*Source records*:

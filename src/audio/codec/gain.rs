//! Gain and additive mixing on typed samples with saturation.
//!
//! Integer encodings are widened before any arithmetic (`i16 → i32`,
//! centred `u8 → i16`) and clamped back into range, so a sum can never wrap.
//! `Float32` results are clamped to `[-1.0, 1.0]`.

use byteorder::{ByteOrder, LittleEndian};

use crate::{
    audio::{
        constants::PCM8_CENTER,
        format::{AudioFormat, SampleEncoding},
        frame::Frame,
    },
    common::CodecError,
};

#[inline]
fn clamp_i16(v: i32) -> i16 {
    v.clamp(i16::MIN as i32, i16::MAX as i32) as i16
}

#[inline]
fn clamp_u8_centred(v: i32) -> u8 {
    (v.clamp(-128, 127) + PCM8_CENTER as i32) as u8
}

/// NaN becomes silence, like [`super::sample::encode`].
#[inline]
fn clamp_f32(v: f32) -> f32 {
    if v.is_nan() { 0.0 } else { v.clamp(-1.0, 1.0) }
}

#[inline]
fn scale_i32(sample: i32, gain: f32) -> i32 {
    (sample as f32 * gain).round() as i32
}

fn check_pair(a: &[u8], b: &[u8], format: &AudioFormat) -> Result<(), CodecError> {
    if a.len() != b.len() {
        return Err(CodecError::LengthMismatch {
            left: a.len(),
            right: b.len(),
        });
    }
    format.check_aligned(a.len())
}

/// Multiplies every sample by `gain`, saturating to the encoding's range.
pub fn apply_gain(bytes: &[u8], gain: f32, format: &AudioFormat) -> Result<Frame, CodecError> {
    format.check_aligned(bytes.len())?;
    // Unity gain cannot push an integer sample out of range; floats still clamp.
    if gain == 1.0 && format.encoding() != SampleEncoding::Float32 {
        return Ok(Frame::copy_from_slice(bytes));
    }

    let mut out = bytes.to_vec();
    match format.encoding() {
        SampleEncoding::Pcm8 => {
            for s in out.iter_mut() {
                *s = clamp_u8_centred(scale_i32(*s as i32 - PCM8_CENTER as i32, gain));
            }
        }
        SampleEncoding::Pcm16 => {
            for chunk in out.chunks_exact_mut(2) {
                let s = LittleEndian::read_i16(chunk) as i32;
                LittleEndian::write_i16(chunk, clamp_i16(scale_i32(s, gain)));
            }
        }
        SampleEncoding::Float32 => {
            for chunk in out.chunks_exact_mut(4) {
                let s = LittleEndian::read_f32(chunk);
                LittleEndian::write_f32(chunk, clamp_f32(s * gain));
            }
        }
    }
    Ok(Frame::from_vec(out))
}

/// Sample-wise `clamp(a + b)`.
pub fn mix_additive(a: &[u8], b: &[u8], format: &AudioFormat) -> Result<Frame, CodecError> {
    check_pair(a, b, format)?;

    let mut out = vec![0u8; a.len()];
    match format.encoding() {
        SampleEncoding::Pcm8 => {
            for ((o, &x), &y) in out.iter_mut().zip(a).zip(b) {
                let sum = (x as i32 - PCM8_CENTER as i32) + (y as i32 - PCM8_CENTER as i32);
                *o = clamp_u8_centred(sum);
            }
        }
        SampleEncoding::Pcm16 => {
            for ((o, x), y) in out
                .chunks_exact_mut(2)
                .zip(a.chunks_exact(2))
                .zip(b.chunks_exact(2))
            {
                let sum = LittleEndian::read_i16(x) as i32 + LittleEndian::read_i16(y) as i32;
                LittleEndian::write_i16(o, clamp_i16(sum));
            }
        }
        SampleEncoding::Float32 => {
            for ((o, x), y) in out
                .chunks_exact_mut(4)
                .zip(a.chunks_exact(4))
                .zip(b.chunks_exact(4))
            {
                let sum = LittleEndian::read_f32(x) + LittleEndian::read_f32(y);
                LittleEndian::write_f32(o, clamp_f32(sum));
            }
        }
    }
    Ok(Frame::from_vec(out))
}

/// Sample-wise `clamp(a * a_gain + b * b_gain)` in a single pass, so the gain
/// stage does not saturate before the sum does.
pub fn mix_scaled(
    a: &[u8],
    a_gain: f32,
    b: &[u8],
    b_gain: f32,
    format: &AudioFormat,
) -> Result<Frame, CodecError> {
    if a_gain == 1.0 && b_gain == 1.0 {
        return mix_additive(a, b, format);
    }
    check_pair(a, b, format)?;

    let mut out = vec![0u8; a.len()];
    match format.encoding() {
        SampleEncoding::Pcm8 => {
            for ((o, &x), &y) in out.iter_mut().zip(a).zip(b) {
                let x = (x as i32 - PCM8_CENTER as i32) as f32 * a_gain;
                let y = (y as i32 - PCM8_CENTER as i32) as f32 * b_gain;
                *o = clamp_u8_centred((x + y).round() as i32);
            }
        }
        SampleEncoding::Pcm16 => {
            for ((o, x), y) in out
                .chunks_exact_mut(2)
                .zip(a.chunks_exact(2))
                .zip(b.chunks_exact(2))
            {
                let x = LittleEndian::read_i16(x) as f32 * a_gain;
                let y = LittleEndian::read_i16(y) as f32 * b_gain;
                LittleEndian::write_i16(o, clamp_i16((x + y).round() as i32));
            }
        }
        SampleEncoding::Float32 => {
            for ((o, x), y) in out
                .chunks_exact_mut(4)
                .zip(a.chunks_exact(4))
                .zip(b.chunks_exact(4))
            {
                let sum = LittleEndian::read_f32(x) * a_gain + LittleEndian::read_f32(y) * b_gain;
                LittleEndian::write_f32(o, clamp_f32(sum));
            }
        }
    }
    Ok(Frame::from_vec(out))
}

* * *

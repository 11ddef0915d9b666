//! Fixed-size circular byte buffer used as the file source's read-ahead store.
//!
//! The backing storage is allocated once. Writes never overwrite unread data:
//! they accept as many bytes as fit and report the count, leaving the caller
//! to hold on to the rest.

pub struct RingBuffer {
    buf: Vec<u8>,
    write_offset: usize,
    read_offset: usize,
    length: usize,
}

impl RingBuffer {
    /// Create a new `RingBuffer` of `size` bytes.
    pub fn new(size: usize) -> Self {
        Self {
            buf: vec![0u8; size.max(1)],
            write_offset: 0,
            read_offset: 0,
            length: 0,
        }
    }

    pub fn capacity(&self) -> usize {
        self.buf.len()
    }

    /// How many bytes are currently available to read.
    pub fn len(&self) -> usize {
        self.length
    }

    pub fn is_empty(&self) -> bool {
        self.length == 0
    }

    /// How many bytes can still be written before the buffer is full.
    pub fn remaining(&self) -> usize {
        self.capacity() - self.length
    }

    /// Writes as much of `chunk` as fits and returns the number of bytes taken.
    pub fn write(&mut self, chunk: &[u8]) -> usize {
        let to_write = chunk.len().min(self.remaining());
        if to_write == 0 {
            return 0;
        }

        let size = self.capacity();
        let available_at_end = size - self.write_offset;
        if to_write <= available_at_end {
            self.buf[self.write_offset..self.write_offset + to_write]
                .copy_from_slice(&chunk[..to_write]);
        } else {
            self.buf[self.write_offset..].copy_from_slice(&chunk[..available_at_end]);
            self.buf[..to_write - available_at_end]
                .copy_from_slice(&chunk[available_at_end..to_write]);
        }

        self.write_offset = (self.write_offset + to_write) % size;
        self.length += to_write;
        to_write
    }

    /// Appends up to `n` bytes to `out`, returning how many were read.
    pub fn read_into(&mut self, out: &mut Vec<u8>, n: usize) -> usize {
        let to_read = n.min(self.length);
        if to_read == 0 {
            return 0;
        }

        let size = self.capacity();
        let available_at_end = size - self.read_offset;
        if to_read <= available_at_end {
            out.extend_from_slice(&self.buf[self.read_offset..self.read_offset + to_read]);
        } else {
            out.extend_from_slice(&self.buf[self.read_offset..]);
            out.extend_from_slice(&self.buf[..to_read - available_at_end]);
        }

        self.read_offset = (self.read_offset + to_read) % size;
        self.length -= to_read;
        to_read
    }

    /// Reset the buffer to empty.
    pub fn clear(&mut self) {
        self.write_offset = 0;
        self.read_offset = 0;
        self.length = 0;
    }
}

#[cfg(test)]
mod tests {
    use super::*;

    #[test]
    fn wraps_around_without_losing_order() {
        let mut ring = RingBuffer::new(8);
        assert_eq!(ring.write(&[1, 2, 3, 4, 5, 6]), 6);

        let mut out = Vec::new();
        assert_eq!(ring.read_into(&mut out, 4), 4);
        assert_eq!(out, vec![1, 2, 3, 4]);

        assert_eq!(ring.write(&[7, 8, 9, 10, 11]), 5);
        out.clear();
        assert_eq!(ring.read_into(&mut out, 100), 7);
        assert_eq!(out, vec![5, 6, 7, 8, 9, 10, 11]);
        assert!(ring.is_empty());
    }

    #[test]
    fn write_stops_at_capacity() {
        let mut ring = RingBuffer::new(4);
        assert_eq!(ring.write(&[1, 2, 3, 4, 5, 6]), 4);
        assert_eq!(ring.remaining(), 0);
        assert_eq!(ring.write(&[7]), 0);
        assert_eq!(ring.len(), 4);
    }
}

*Exercise requirements*: Given the records above, reproduce precisely and only the lines between the line holding "pub fn is_empty(&self)" and the line holding "let available_at_end = size - self.write_offset;", inclusive.

*Solution for this task*:
    pub fn is_empty(&self) -> bool {
        self.length == 0
    }

    /// How many bytes can still be written before the buffer is full.
    pub fn remaining(&self) -> usize {
        self.capacity() - self.length
    }

    /// Writes as much of `chunk` as fits and returns the number of bytes taken.
    pub fn write(&mut self, chunk: &[u8]) -> usize {
        let to_write = chunk.len().min(self.remaining());
        if to_write == 0 {
            return 0;
        }

        let size = self.capacity();
        let available_at_end = size - self.write_offset;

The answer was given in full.